## Problem details
Copy each line from the records below in which the word "crate" is found.

Collected data
-=-=-=-=-

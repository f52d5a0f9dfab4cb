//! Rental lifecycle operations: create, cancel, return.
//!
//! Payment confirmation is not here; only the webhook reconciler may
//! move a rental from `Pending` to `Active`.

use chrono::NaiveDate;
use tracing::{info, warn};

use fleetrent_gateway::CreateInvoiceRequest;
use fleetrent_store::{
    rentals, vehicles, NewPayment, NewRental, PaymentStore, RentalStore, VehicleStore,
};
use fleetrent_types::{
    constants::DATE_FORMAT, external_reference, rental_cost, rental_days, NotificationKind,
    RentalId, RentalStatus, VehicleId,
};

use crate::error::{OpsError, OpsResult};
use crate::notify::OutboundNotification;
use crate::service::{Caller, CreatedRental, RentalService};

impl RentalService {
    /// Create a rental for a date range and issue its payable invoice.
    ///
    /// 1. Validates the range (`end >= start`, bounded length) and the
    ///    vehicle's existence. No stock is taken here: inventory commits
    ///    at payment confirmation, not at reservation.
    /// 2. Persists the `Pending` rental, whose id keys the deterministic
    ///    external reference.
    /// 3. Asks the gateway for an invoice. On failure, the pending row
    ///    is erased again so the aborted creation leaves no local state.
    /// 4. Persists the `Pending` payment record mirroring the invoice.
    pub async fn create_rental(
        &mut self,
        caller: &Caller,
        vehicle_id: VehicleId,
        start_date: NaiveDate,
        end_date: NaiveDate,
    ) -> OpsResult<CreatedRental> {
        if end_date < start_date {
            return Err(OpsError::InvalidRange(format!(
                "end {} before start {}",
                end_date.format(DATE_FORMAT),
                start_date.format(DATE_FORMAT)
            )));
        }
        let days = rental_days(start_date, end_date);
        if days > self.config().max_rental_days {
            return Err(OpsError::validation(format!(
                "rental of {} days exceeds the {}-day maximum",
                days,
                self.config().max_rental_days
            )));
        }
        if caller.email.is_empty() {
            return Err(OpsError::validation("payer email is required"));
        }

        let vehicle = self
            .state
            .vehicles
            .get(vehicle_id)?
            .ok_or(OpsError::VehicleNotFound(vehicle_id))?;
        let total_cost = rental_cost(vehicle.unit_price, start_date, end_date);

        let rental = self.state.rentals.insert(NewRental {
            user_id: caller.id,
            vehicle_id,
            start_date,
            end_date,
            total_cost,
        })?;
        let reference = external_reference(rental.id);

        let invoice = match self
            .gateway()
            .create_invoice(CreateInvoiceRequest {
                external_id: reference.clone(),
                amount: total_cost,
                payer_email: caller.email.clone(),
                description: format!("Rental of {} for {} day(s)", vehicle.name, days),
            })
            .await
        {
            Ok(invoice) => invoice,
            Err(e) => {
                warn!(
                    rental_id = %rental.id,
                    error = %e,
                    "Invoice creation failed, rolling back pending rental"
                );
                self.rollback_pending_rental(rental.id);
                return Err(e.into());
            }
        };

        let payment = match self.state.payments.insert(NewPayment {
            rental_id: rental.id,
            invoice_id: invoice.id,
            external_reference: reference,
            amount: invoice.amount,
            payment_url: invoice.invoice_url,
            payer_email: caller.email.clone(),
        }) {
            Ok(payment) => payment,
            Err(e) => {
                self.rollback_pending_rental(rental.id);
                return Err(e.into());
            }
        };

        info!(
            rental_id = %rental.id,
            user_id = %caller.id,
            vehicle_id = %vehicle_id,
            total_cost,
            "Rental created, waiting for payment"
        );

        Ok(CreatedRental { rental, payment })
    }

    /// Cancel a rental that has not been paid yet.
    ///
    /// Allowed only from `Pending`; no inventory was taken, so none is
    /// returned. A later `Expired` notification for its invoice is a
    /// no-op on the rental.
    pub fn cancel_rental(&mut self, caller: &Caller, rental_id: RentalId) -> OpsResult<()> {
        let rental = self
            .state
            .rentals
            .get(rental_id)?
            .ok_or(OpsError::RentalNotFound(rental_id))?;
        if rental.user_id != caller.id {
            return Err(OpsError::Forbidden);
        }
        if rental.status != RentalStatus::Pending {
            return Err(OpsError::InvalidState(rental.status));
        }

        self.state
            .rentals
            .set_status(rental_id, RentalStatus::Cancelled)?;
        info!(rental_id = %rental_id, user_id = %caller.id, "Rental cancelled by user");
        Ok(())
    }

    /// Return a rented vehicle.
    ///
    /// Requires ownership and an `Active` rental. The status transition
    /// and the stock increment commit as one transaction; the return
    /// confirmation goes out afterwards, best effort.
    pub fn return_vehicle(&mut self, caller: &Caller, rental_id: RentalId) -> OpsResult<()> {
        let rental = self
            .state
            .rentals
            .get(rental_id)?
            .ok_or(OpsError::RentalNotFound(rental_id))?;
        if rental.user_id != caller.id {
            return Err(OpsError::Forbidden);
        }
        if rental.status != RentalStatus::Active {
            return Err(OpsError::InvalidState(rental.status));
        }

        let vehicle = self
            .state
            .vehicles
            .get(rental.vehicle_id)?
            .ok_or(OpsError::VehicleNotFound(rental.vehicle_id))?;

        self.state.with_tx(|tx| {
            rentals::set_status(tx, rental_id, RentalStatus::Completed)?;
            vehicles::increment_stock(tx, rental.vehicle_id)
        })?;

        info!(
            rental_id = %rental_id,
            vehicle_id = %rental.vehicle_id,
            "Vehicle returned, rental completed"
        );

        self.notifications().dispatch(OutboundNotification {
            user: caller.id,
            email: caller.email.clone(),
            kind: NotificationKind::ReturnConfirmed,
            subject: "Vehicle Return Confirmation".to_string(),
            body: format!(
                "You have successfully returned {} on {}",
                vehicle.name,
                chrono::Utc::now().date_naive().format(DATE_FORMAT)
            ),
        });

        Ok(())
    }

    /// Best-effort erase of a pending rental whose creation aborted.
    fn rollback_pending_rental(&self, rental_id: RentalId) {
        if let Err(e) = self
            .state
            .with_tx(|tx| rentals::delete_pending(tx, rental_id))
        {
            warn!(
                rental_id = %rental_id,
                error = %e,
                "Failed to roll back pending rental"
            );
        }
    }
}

-=-=-=-=-

## Solution below
use crate::error::{OpsError, OpsResult};
use crate::notify::OutboundNotification;
use crate::service::{Caller, CreatedRental, RentalService};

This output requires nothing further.